Go through the data below and copy each line where the word "Option" occurs.

____ GIVEN RECORDS

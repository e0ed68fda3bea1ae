//! Entry listing endpoint.

use axum::{
    extract::{Query, State},
    response::IntoResponse,
    Json,
};
use serde::Deserialize;

use super::super::AppState;
use super::helpers::store_error;
use crate::repository::MatchMode;

const DEFAULT_PAGE_SIZE: u32 = 10;
const MAX_PAGE_SIZE: u32 = 200;

#[derive(Debug, Deserialize)]
#[serde(rename_all = "camelCase")]
pub struct EntriesQuery {
    pub leaf_node: Option<String>,
    #[serde(default)]
    pub exact_match: bool,
    pub page: Option<u32>,
    pub page_size: Option<u32>,
}

/// Page through entries labeled with a leaf node.
pub async fn list_entries(
    State(state): State<AppState>,
    Query(params): Query<EntriesQuery>,
) -> impl IntoResponse {
    let page = params.page.unwrap_or(1).max(1);
    let page_size = params
        .page_size
        .unwrap_or(DEFAULT_PAGE_SIZE)
        .clamp(1, MAX_PAGE_SIZE);
    let mode = MatchMode::from_exact_flag(params.exact_match);
    let leaf_node = params.leaf_node.as_deref().unwrap_or_default();

    match state
        .ctx
        .entries()
        .get_entries(leaf_node, mode, page, page_size)
        .await
    {
        Ok(page) => Json(page).into_response(),
        Err(e) => store_error(e),
    }
}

________

» **SOLUTION TO THIS PROBLEM**:
    pub leaf_node: Option<String>,
    pub page: Option<u32>,
    pub page_size: Option<u32>,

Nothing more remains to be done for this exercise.